Starting this week, German hard-coal-fired power stations are restarting operations. They were being phased out because of the hugely detrimental impact they were having on an environment already ravaged by global warming. Germany’s goal is to phase out all coal-generated electricity by 2038
Now, the government is swallowing the bitter pill of allowing them back onto the network. It is hoped that they will replace the gas-fired electricity that currently makes up some 10% of Germany’s overall electricity mix.
Chancellor Olaf Scholz spoke of temporary emergency measures “imposed for a very short period of time that don’t take anything away from our climate targets.”
“What must not happen is that we slide into a global renaissance of fossil energy, and coal in particular,” the chancellor warned.
But at first glance, last year’s global data seems to suggest that is precisely what is happening: never before has the world used so much coal to generate so much electricity. And the International Energy Agency (IEA) says the same pattern of high demand and high production will be repeated this year.

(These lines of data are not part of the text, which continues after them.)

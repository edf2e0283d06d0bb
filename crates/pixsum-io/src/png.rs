//! PNG plane support
//!
//! Only 8-bit grayscale PNGs map onto a plane; other color types and bit
//! depths are rejected rather than converted.

use crate::{IoError, IoResult};
use pixsum_core::GrayPlane;
use png::{BitDepth, ColorType, Decoder, Encoder, Transformations};
use std::io::{BufRead, Seek, Write};

/// Read an 8-bit grayscale PNG
pub fn read_png<R: BufRead + Seek>(reader: R) -> IoResult<GrayPlane> {
    let mut decoder = Decoder::new(reader);
    decoder.set_transformations(Transformations::IDENTITY);
    let mut reader = decoder
        .read_info()
        .map_err(|e| IoError::DecodeError(format!("PNG decode error: {}", e)))?;

    let info = reader.info();
    let width = info.width;
    let height = info.height;
    let color_type = info.color_type;
    let bit_depth = info.bit_depth;

    if (color_type, bit_depth) != (ColorType::Grayscale, BitDepth::Eight) {
        return Err(IoError::UnsupportedFormat(format!(
            "unsupported PNG format: {:?} {:?} (need 8-bit grayscale)",
            color_type, bit_depth
        )));
    }

    let buf_size = reader
        .output_buffer_size()
        .ok_or_else(|| IoError::DecodeError("failed to get output buffer size".to_string()))?;
    let mut buf = vec![0; buf_size];
    let output_info = reader
        .next_frame(&mut buf)
        .map_err(|e| IoError::DecodeError(format!("PNG frame error: {}", e)))?;

    // Rows may carry padding beyond `width` bytes; copy only the pixels
    let bytes_per_row = output_info.line_size;
    let row_len = width as usize;
    let mut data = Vec::with_capacity(row_len * height as usize);
    for row in buf[..output_info.buffer_size()]
        .chunks(bytes_per_row)
        .take(height as usize)
    {
        data.extend_from_slice(&row[..row_len]);
    }

    Ok(GrayPlane::from_vec(width, height, data)?)
}

/// Write a plane as an 8-bit grayscale PNG
pub fn write_png<W: Write>(plane: &GrayPlane, writer: W) -> IoResult<()> {
    let mut encoder = Encoder::new(writer, plane.width(), plane.height());
    encoder.set_color(ColorType::Grayscale);
    encoder.set_depth(BitDepth::Eight);

    let mut writer = encoder
        .write_header()
        .map_err(|e| IoError::EncodeError(format!("PNG header error: {}", e)))?;
    writer
        .write_image_data(plane.data())
        .map_err(|e| IoError::EncodeError(format!("PNG data error: {}", e)))?;
    writer
        .finish()
        .map_err(|e| IoError::EncodeError(format!("PNG finish error: {}", e)))?;
    Ok(())
}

Import ban on Russian coal
Alexander Bethe, chairman of the Board of the Berlin-based Association of Coal Importers, is sure that: “This winter, we will certainly import over 30 million tonnes of hard coal to keep our power stations in operation. That would be 11% up on 2021.”
Before the war in Ukraine, 50% of the coal for Germany’s power stations was imported from Russia. But on April 9, the EU hit Russia with a sales and import ban on coal and oil — but not with immediate effect. Oil will be delivered until the end of the year, but coal shipments may only be delivered and offloaded through August 10.

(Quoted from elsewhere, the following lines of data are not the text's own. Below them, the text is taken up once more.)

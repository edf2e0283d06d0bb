//! Rectangle canonicalization and clamping
//!
//! Query rectangles are given by two inclusive corners in any order and any
//! range. [`Rect::clamp_to`] swaps inverted pairs, rejects rectangles that
//! miss the grid entirely, and converts the rest into a [`ClampedRegion`] in
//! the padded table's index space.

/// Rectangle given by two inclusive corners `(x0, y0)` and `(x1, y1)`.
///
/// Corners may be inverted, negative, or past the grid edge.
#[derive(Debug, Clone, Copy, PartialEq, Eq, Hash, Default)]
pub struct Rect {
    pub x0: i32,
    pub y0: i32,
    pub x1: i32,
    pub y1: i32,
}

impl Rect {
    /// Create a rectangle from two inclusive corners.
    pub const fn new(x0: i32, y0: i32, x1: i32, y1: i32) -> Self {
        Self { x0, y0, x1, y1 }
    }

    /// Swap corners so that `x0 <= x1` and `y0 <= y1`.
    pub fn canonical(self) -> Self {
        Self {
            x0: self.x0.min(self.x1),
            y0: self.y0.min(self.y1),
            x1: self.x0.max(self.x1),
            y1: self.y0.max(self.y1),
        }
    }

    /// Number of columns spanned, before clamping.
    pub fn width(&self) -> u64 {
        (i64::from(self.x1) - i64::from(self.x0)).unsigned_abs() + 1
    }

    /// Number of rows spanned, before clamping.
    pub fn height(&self) -> u64 {
        (i64::from(self.y1) - i64::from(self.y0)).unsigned_abs() + 1
    }

    /// Number of cells requested, before clamping. Always at least 1.
    ///
    /// Saturates for rectangles spanning nearly the whole `i32` plane.
    pub fn area(&self) -> u64 {
        self.width().saturating_mul(self.height())
    }

    /// Clip against a `width x height` grid.
    ///
    /// Returns `None` when the canonical rectangle does not intersect
    /// `[0, width - 1] x [0, height - 1]`, including when the grid is empty.
    pub fn clamp_to(self, width: u32, height: u32) -> Option<ClampedRegion> {
        if width == 0 || height == 0 {
            return None;
        }
        let r = self.canonical();
        let (w, h) = (i64::from(width), i64::from(height));
        let (x0, y0) = (i64::from(r.x0), i64::from(r.y0));
        let (x1, y1) = (i64::from(r.x1), i64::from(r.y1));

        if x1 < 0 || y1 < 0 || x0 > w - 1 || y0 > h - 1 {
            return None;
        }

        // Padded index space: source column x lives at table column x + 1,
        // so the inclusive high corner maps to x1 + 1 and the low corner to x0
        let region = ClampedRegion {
            low_x: x0.max(0) as usize,
            low_y: y0.max(0) as usize,
            high_x: (x1 + 1).min(w) as usize,
            high_y: (y1 + 1).min(h) as usize,
        };
        debug_assert!(
            region.element_count() > 0,
            "intersecting rectangle {self:?} clamped to an empty region {region:?}"
        );
        Some(region)
    }
}

impl From<(i32, i32, i32, i32)> for Rect {
    fn from((x0, y0, x1, y1): (i32, i32, i32, i32)) -> Self {
        Self::new(x0, y0, x1, y1)
    }
}

/// Canonical rectangle clipped to the grid, in padded table indices.
///
/// Covers source columns `low_x..high_x` and rows `low_y..high_y`
/// (half-open), i.e. table corners `(low, low)` and `(high, high)`.
#[derive(Debug, Clone, Copy, PartialEq, Eq, Hash)]
pub struct ClampedRegion {
    low_x: usize,
    low_y: usize,
    high_x: usize,
    high_y: usize,
}

impl ClampedRegion {
    #[inline]
    pub fn low_x(&self) -> usize {
        self.low_x
    }

    #[inline]
    pub fn low_y(&self) -> usize {
        self.low_y
    }

    #[inline]
    pub fn high_x(&self) -> usize {
        self.high_x
    }

    #[inline]
    pub fn high_y(&self) -> usize {
        self.high_y
    }

    /// Number of grid cells inside the clipped footprint.
    #[inline]
    pub fn element_count(&self) -> u64 {
        (self.high_x - self.low_x) as u64 * (self.high_y - self.low_y) as u64
    }
}

#[cfg(test)]
mod tests {
    use super::*;

    #[test]
    fn test_canonical_swaps() {
        let r = Rect::new(5, 7, 1, -2).canonical();
        assert_eq!(r, Rect::new(1, -2, 5, 7));
        assert_eq!(r.canonical(), r);
    }

    #[test]
    fn test_requested_area() {
        assert_eq!(Rect::new(4, 8, 7, 10).area(), 12);
        assert_eq!(Rect::new(7, 10, 4, 8).area(), 12);
        assert_eq!(Rect::new(3, 3, 3, 3).area(), 1);
        assert_eq!(Rect::new(i32::MIN, 0, i32::MAX, 0).width(), 1u64 << 32);
    }

    #[test]
    fn test_clamp_inside() {
        let region = Rect::new(1, 1, 2, 2).clamp_to(3, 3).unwrap();
        assert_eq!((region.low_x(), region.low_y()), (1, 1));
        assert_eq!((region.high_x(), region.high_y()), (3, 3));
        assert_eq!(region.element_count(), 4);
    }

    #[test]
    fn test_clamp_straddling() {
        let region = Rect::new(-100, -100, 1, 1).clamp_to(3, 3).unwrap();
        assert_eq!((region.low_x(), region.low_y()), (0, 0));
        assert_eq!((region.high_x(), region.high_y()), (2, 2));
        assert_eq!(region.element_count(), 4);

        let region = Rect::new(2, 0, 50, 0).clamp_to(3, 3).unwrap();
        assert_eq!(region.element_count(), 1);
    }

    #[test]
    fn test_clamp_outside() {
        assert_eq!(Rect::new(-3, 0, -5, 5).clamp_to(3, 3), None);
        assert_eq!(Rect::new(0, -3, 2, -1).clamp_to(3, 3), None);
        assert_eq!(Rect::new(3, 0, 10, 2).clamp_to(3, 3), None);
        assert_eq!(Rect::new(0, 3, 2, 10).clamp_to(3, 3), None);
        assert_eq!(Rect::new(i32::MAX, i32::MAX, i32::MAX, i32::MAX).clamp_to(3, 3), None);
    }

    #[test]
    fn test_clamp_empty_grid() {
        assert_eq!(Rect::new(-5, 0, 5, 0).clamp_to(0, 3), None);
        assert_eq!(Rect::new(0, -5, 0, 5).clamp_to(3, 0), None);
        assert_eq!(Rect::new(0, 0, 0, 0).clamp_to(0, 0), None);
    }

    #[test]
    fn test_element_count_wide_grid() {
        let region = Rect::new(0, 0, 70_000, 70_000)
            .clamp_to(100_000, 100_000)
            .unwrap();
        assert_eq!(region.element_count(), 70_001 * 70_001);
        let region = Rect::new(i32::MIN, i32::MIN, i32::MAX, i32::MAX)
            .clamp_to(u32::MAX, u32::MAX)
            .unwrap();
        assert_eq!(region.element_count(), (1u64 << 31) * (1u64 << 31));
    }

    #[test]
    fn test_clamp_extreme_coordinates() {
        let region = Rect::new(i32::MAX, i32::MIN, i32::MIN, i32::MAX)
            .clamp_to(4, 2)
            .unwrap();
        assert_eq!(region.element_count(), 8);
    }
}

Finding other suppliers is not the problem, say German coal importers. These include South Africa, Australia, the US, Colombia, and Indonesia, says Alexander Bethe. But these various kinds of coal each have different characteristics and qualities. It’s important to see which mix is the best for the German power stations. And tests are underway.
More difficult perhaps according to Bethe: the transport routes for the coal. The big sea ports like Amsterdam, Rotterdam, and Antwerp are booked up. Inland shipping routes taking coal by ship or train from the big ports to the power stations are at their limit. This is also in part due to Germany’s shortage of skilled labor.
The workforce had already been cut back in line with German’s goal of phasing out coal by 2038. Inland waterways were frantically reducing their capacities in line with expectations.
One-third of Germany’s coal imports come up the River Rhine. But at the time of summer drought, the water levels there are so low that ships can only sail at 30% to 40% of their loading capacity.
Coal price hikes
At the beginning of 2021, a tonne of hard coal would go for 64 dollars (€62.8) on the world market. Now the price has risen close to 400 dollars. 7.4 billion tonnes of hard coal were mined last year, half of it in China. But the coal-mining countries meet their own needs first and only 1 billion tonnes are actually traded on the global market.
Given the fact that electricity prices are rising dramatically, there are huge incentives for operators of decommissioned plants to make every effort to get them back on the grid. The first operator to do so was the Mehrum plant in central Germany which belongs to Checz energy concern EPH and had been closed down at the end of 2021. Others say they want to follow suit.
German energy supplier EnBW only wants to keep one plant in operation longer than previously planned. Five other plants that had been turned off for good are too old and out-of-date to be reactivated.
Lignite comeback, too?
But it is not only hard coal-fired power plants that are to be returned to the grid. The German government is also preparing a regulation for the restart of lignite-fired power plants that have already been shut down for the beginning of October. This also affects the Jänschwalde power plant in Brandenburg, where two units have already been switched off to so-called “safety standby.” If they were to be restarted, they could supply as much electricity as a regular nuclear power plant.
But if they were to be restarted now, 13 million cubic meters of water would be needed to drive the steam turbines, says the environmental network Green League. According to the network, this would further exacerbate the water shortage in the Spree River.
Another problem is that the old units do not comply with emissions regulations, and the operator did not consider it necessary to upgrade them in view of the complete shutdown.
Moreover, there is a lack of skilled personnel. The workers have long since been deployed elsewhere.
This article was originally written in German.